While providing no details on how many properties have been auctioned off, or the expected sales proceeds that will help the Government recoup some of its real property tax arrears, he said all offers are being reviewed by an “independent” group featuring professionals such as appraisers and surveyors, as well as public officials.

“The group is reviewing the bids and going through their due diligence and the process,” Mr Fernander added. “They will give us a better understanding of what is the current market value, looking at the interests of both the Government and the transaction.” The Government has previously asserted it is aiming to reclaim between $35m to $50m in unpaid real property tax annually through the auction process.

“We hope this will change the culture,” the Department of Inland Revenue’s operations chief told Tribune Business. “Individuals previously only moved to pay their tax bills if they were refinancing or selling their properties. You know you have tax obligations every year. We’re hoping this changes the culture of individuals with tax obligations.

“We had to reach this point. We’ve sent out third party collectors, tried for four to seven years to collect the revenue and have reached this point of power of sale. We cannot go for another ‘x’ years facing this astronomical debt amount.”

Mr Fernander said the delinquent property sell-off had also sent a message that Bahamians are not immune, as only owner-occupied property owned by this country’s citizens is exempt under the Real Property Tax Act from being auctioned over unpaid tax arrears.

He also called on executors to make sure property taxes were fully paid-up before estates are probated, while urging second homeowners with properties in the Family Islands to make sure their assets are properly registered.

In Club Land’ Or’s case, the threat of auction would have put paid to any hopes of selling the resort. Obie Ferguson QC, the Trades Union Congress (TUC) president, who is representing the hotel’s former middle managers who were members of the Bahamas Hotel Managerial Association (BHMA), yesterday said he had been informed its owners are “looking very aggressively” to find a buyer.

The property closed without staff being paid their due severance and other entitlements as required by the Employment Act, and Mr Ferguson said it was his understanding that these liabilities will have to be settled from any purchase price paid for the property. Club Land’ Or was being advertised for sale by one Bahamian realtor with a $25m asking price, a significant drop from the $40m originally sought.

“I was made to believe they are looking very aggressively in trying to find a buyer,” said Mr Ferguson, who estimated that - with interest - the collective $821,292 allegedly owed to his clients as well as the sums owed to former line staff will likely be approaching $1.5m-$2m.

“I’m made to believe they are seriously looking for a buyer,” he added. “I’ve been checking on the progress for the last couple of weeks but I have not gotten anything of substance. We are very interested because it affects a lot of people as a result of the monies due to them.

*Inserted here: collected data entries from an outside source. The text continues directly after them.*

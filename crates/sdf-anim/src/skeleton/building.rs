//! Editable joint hierarchy used while a skeleton is being authored
//!
//! Joints live in an arena and refer to each other through [`JointKey`]s,
//! so removing a subtree never leaves dangling links behind.

use glam::{Mat4, Vec3};
use log::debug;
use slotmap::{SlotMap, new_key_type};

use super::bind_pose::BindPose;
use super::flat::{Joint, Skeleton};
use crate::error::{AnimError, Result};
use crate::transform::{EditTransform, Transform};
use crate::weight_volume::WeightVolume;

new_key_type! {
    /// Handle to a joint of a [`BuildingSkeleton`]
    pub struct JointKey;
}

#[derive(Debug, Clone)]
pub struct BuildingJoint {
    pub local_transform: Transform,
    pub euler_angles: Vec3,
    pub weight_volume: WeightVolume,
    parent: Option<JointKey>,
    children: Vec<JointKey>,
}

impl BuildingJoint {
    fn new(parent: Option<JointKey>) -> Self {
        Self {
            local_transform: Transform::IDENTITY,
            euler_angles: Vec3::ZERO,
            weight_volume: WeightVolume::default(),
            parent,
            children: Vec::new(),
        }
    }

    pub fn parent(&self) -> Option<JointKey> {
        self.parent
    }

    pub fn children(&self) -> &[JointKey] {
        &self.children
    }

    pub fn edit_transform(&self) -> EditTransform {
        EditTransform::new(
            self.local_transform.position,
            self.euler_angles,
            self.local_transform.scale,
        )
    }
}

/// World-space snapshot of one authoring joint, for drawing the skeleton
#[derive(Debug, Clone, Copy, PartialEq)]
pub struct BuildingJointNode {
    pub is_current_joint: bool,
    pub joint_world_position: Vec3,
    pub world_weight_volume: WeightVolume,
}

/// Authoring skeleton
///
/// Always has a root; the joint count equals the number of live joints.
#[derive(Debug, Clone)]
pub struct BuildingSkeleton {
    joints: SlotMap<JointKey, BuildingJoint>,
    root: JointKey,
}

impl BuildingSkeleton {
    pub fn new() -> Self {
        let mut joints = SlotMap::with_key();
        let root = joints.insert(BuildingJoint::new(None));
        Self { joints, root }
    }

    pub fn root(&self) -> JointKey {
        self.root
    }

    pub fn joint_count(&self) -> usize {
        self.joints.len()
    }

    pub fn joint(&self, key: JointKey) -> Result<&BuildingJoint> {
        self.joints.get(key).ok_or(AnimError::UnknownJoint)
    }

    pub fn joint_mut(&mut self, key: JointKey) -> Result<&mut BuildingJoint> {
        self.joints.get_mut(key).ok_or(AnimError::UnknownJoint)
    }

    /// Append a new joint as the last child of `parent`
    pub fn add_child(&mut self, parent: JointKey) -> Result<JointKey> {
        self.joint(parent)?;
        let child = self.joints.insert(BuildingJoint::new(Some(parent)));
        self.joint_mut(parent)?.children.push(child);
        Ok(child)
    }

    /// Remove the subtree rooted at child `index` of `parent`
    ///
    /// Returns how many joints were removed.
    pub fn remove_child(&mut self, parent: JointKey, index: usize) -> Result<usize> {
        let children = &mut self.joint_mut(parent)?.children;
        let count = children.len();
        if index >= count {
            return Err(AnimError::ChildIndexOutOfRange { index, count });
        }
        let removed_root = children.remove(index);

        let mut pending = vec![removed_root];
        let mut removed = 0;
        while let Some(key) = pending.pop() {
            if let Some(joint) = self.joints.remove(key) {
                pending.extend(joint.children);
                removed += 1;
            }
        }

        debug!(
            "Removed {removed} joints, {} remain",
            self.joints.len()
        );
        Ok(removed)
    }

    pub fn set_joint_transform(&mut self, key: JointKey, transform: &EditTransform) -> Result<()> {
        let joint = self.joint_mut(key)?;
        joint.local_transform = transform.to_transform();
        joint.euler_angles = transform.euler_angles;
        Ok(())
    }

    pub fn set_joint_weight_volume(&mut self, key: JointKey, volume: WeightVolume) -> Result<()> {
        self.joint_mut(key)?.weight_volume = volume;
        Ok(())
    }

    pub fn child(&self, key: JointKey, index: usize) -> Result<JointKey> {
        let children = &self.joint(key)?.children;
        children
            .get(index)
            .copied()
            .ok_or(AnimError::ChildIndexOutOfRange {
                index,
                count: children.len(),
            })
    }

    pub fn parent(&self, key: JointKey) -> Result<Option<JointKey>> {
        Ok(self.joint(key)?.parent)
    }

    pub fn child_count(&self, key: JointKey) -> Result<usize> {
        Ok(self.joint(key)?.children.len())
    }

    pub fn has_parent(&self, key: JointKey) -> Result<bool> {
        Ok(self.joint(key)?.parent.is_some())
    }

    /// Keys in canonical (pre-order) joint order
    pub fn pre_order(&self) -> Vec<JointKey> {
        let mut order = Vec::with_capacity(self.joints.len());
        let mut pending = vec![self.root];
        while let Some(key) = pending.pop() {
            order.push(key);
            if let Some(joint) = self.joints.get(key) {
                pending.extend(joint.children.iter().rev());
            }
        }
        order
    }

    /// World matrices in canonical order
    pub fn world_matrices(&self) -> Vec<Mat4> {
        let mut worlds = Vec::with_capacity(self.joints.len());
        self.visit_world(self.root, &Mat4::IDENTITY, &mut |_, _, world| {
            worlds.push(*world);
        });
        worlds
    }

    /// Weight volumes in world space, canonical order
    pub fn world_weight_volumes(&self) -> Vec<WeightVolume> {
        let mut volumes = Vec::with_capacity(self.joints.len());
        self.visit_world(self.root, &Mat4::IDENTITY, &mut |_, joint, world| {
            volumes.push(joint.weight_volume.transformed(world));
        });
        volumes
    }

    /// Drawable snapshot of every joint, canonical order
    pub fn joint_nodes(&self, current: JointKey) -> Vec<BuildingJointNode> {
        let mut nodes = Vec::with_capacity(self.joints.len());
        self.visit_world(self.root, &Mat4::IDENTITY, &mut |key, joint, world| {
            nodes.push(BuildingJointNode {
                is_current_joint: key == current,
                joint_world_position: world.w_axis.truncate(),
                world_weight_volume: joint.weight_volume.transformed(world),
            });
        });
        nodes
    }

    /// Flatten into a fixed-shape skeleton and capture its bind pose
    ///
    /// Both outputs come from the same pre-order walk, so index `i` of the
    /// bind pose always describes joint `i` of the skeleton.
    pub fn build_skeleton_and_bind_pose(&self) -> (Skeleton, BindPose) {
        let mut bind_pose = BindPose::new(self.joints.len());
        let mut next_index = 0;
        let root = self.build_joint(self.root, &Mat4::IDENTITY, &mut bind_pose, &mut next_index);
        let skeleton = Skeleton::new(root);

        debug_assert_eq!(next_index, skeleton.joint_count());
        debug!(
            "Built skeleton with {} joints",
            skeleton.joint_count()
        );
        (skeleton, bind_pose)
    }

    fn build_joint(
        &self,
        key: JointKey,
        parent_world: &Mat4,
        bind_pose: &mut BindPose,
        next_index: &mut usize,
    ) -> Joint {
        let joint = &self.joints[key];
        let world = *parent_world * joint.local_transform.matrix();

        bind_pose.set_joint(*next_index, &world, &joint.weight_volume);
        *next_index += 1;

        let children = joint
            .children
            .iter()
            .map(|&child| self.build_joint(child, &world, bind_pose, next_index))
            .collect();

        Joint::new(joint.local_transform, joint.euler_angles, children)
    }

    fn visit_world<F>(&self, key: JointKey, parent_world: &Mat4, visit: &mut F)
    where
        F: FnMut(JointKey, &BuildingJoint, &Mat4),
    {
        let Some(joint) = self.joints.get(key) else {
            return;
        };
        let world = *parent_world * joint.local_transform.matrix();
        visit(key, joint, &world);
        for &child in &joint.children {
            self.visit_world(child, &world, visit);
        }
    }
}

impl Default for BuildingSkeleton {
    fn default() -> Self {
        Self::new()
    }
}
//! Field-by-field little-endian encoding of the animation buffers

use byteorder::{LittleEndian, ReadBytesExt, WriteBytesExt};
use glam::{Mat4, Quat, Vec3};
use std::io::{Read, Write};

use crate::error::{AnimError, Result};
use crate::transform::Transform;
use crate::weight_volume::WeightVolume;

pub trait BinaryRead: Sized {
    fn binary_read<R: Read>(reader: &mut R) -> Result<Self>;
}

pub trait BinaryWrite {
    fn binary_write<W: Write>(&self, writer: &mut W) -> Result<()>;
    fn binary_size(&self) -> usize;
}

pub trait BinaryReaderExt: Read + Sized {
    fn binary_read<T: BinaryRead>(&mut self) -> Result<T> {
        T::binary_read(self)
    }
}

impl<R: Read> BinaryReaderExt for R {}

pub trait BinaryWriterExt: Write + Sized {
    fn binary_write<T: BinaryWrite>(&mut self, value: &T) -> Result<()> {
        value.binary_write(self)
    }
}

impl<W: Write> BinaryWriterExt for W {}

impl BinaryRead for u64 {
    fn binary_read<R: Read>(reader: &mut R) -> Result<Self> {
        Ok(reader.read_u64::<LittleEndian>()?)
    }
}
impl BinaryWrite for u64 {
    fn binary_write<W: Write>(&self, writer: &mut W) -> Result<()> {
        writer.write_u64::<LittleEndian>(*self)?;
        Ok(())
    }

    fn binary_size(&self) -> usize {
        8
    }
}

impl BinaryRead for f32 {
    fn binary_read<R: Read>(reader: &mut R) -> Result<Self> {
        Ok(reader.read_f32::<LittleEndian>()?)
    }
}
impl BinaryWrite for f32 {
    fn binary_write<W: Write>(&self, writer: &mut W) -> Result<()> {
        writer.write_f32::<LittleEndian>(*self)?;
        Ok(())
    }

    fn binary_size(&self) -> usize {
        4
    }
}

impl BinaryRead for bool {
    fn binary_read<R: Read>(reader: &mut R) -> Result<Self> {
        match reader.read_u8()? {
            0 => Ok(false),
            1 => Ok(true),
            other => Err(AnimError::InvalidBool(other)),
        }
    }
}
impl BinaryWrite for bool {
    fn binary_write<W: Write>(&self, writer: &mut W) -> Result<()> {
        writer.write_u8(u8::from(*self))?;
        Ok(())
    }

    fn binary_size(&self) -> usize {
        1
    }
}

impl BinaryRead for Vec3 {
    fn binary_read<R: Read>(reader: &mut R) -> Result<Self> {
        Ok(Self::new(
            reader.binary_read()?,
            reader.binary_read()?,
            reader.binary_read()?,
        ))
    }
}
impl BinaryWrite for Vec3 {
    fn binary_write<W: Write>(&self, writer: &mut W) -> Result<()> {
        writer.binary_write(&self.x)?;
        writer.binary_write(&self.y)?;
        writer.binary_write(&self.z)?;
        Ok(())
    }

    fn binary_size(&self) -> usize {
        0_f32.binary_size() * 3
    }
}

/// Stored as x, y, z, w
impl BinaryRead for Quat {
    fn binary_read<R: Read>(reader: &mut R) -> Result<Self> {
        Ok(Self::from_xyzw(
            reader.binary_read()?,
            reader.binary_read()?,
            reader.binary_read()?,
            reader.binary_read()?,
        ))
    }
}
impl BinaryWrite for Quat {
    fn binary_write<W: Write>(&self, writer: &mut W) -> Result<()> {
        for component in self.to_array() {
            writer.binary_write(&component)?;
        }
        Ok(())
    }

    fn binary_size(&self) -> usize {
        0_f32.binary_size() * 4
    }
}

/// Stored column-major
impl BinaryRead for Mat4 {
    fn binary_read<R: Read>(reader: &mut R) -> Result<Self> {
        let mut cols = [0.0_f32; 16];
        for value in &mut cols {
            *value = reader.binary_read()?;
        }
        Ok(Self::from_cols_array(&cols))
    }
}
impl BinaryWrite for Mat4 {
    fn binary_write<W: Write>(&self, writer: &mut W) -> Result<()> {
        for value in self.to_cols_array() {
            writer.binary_write(&value)?;
        }
        Ok(())
    }

    fn binary_size(&self) -> usize {
        0_f32.binary_size() * 16
    }
}

impl BinaryRead for Transform {
    fn binary_read<R: Read>(reader: &mut R) -> Result<Self> {
        Ok(Self::new(
            reader.binary_read()?,
            reader.binary_read()?,
            reader.binary_read()?,
        ))
    }
}
impl BinaryWrite for Transform {
    fn binary_write<W: Write>(&self, writer: &mut W) -> Result<()> {
        writer.binary_write(&self.position)?;
        writer.binary_write(&self.rotation)?;
        writer.binary_write(&self.scale)?;
        Ok(())
    }

    fn binary_size(&self) -> usize {
        self.position.binary_size() + self.rotation.binary_size() + self.scale.binary_size()
    }
}

/// The cached squared length is not stored, it is rebuilt on read
impl BinaryRead for WeightVolume {
    fn binary_read<R: Read>(reader: &mut R) -> Result<Self> {
        let start_point = reader.binary_read()?;
        let start_to_end = reader.binary_read()?;
        let falloff_rate = reader.binary_read()?;
        Ok(Self::new(start_point, start_to_end, falloff_rate))
    }
}
impl BinaryWrite for WeightVolume {
    fn binary_write<W: Write>(&self, writer: &mut W) -> Result<()> {
        writer.binary_write(&self.start_point)?;
        writer.binary_write(&self.start_to_end())?;
        writer.binary_write(&self.falloff_rate)?;
        Ok(())
    }

    fn binary_size(&self) -> usize {
        self.start_point.binary_size() * 2 + self.falloff_rate.binary_size()
    }
}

“I am of the view that on the sale of the property the workers will get what they are entitled to, the union dues they collected and never paid. They will not be able to sell the property unless and until payment is made as they will not be able to give the purchaser a valid receipt. Payment will be made out of the purchase price for the hotel.”

Comments

DWW 2 months, 1 week ago

They have been put up for auction and the bid phase has closed."

why am i not surprised. We all know the dozen or so lucky connected individuals who have personally benefitted from this. Nothing to see here, no transparency, no open visible decisions. In a few years we will find out exactly who go to buy valuable land for pennies without real public consultation. DIR now go back to the Law and reread it, have a look at the part of divulging of assets in lieu of unpaid taxes. can you share that part with the rest of us? How about the section of the constitution. In the absence of truth, one can only assume falsehoods...

DWW 2 months, 1 week ago

where were the details and advertisement of the property for sale? due care according to the courts ensure that daily publications advertisments for at least 6 weeks. But hey when the family islands don't have dailys what are they supposed to do? govt please fix the system.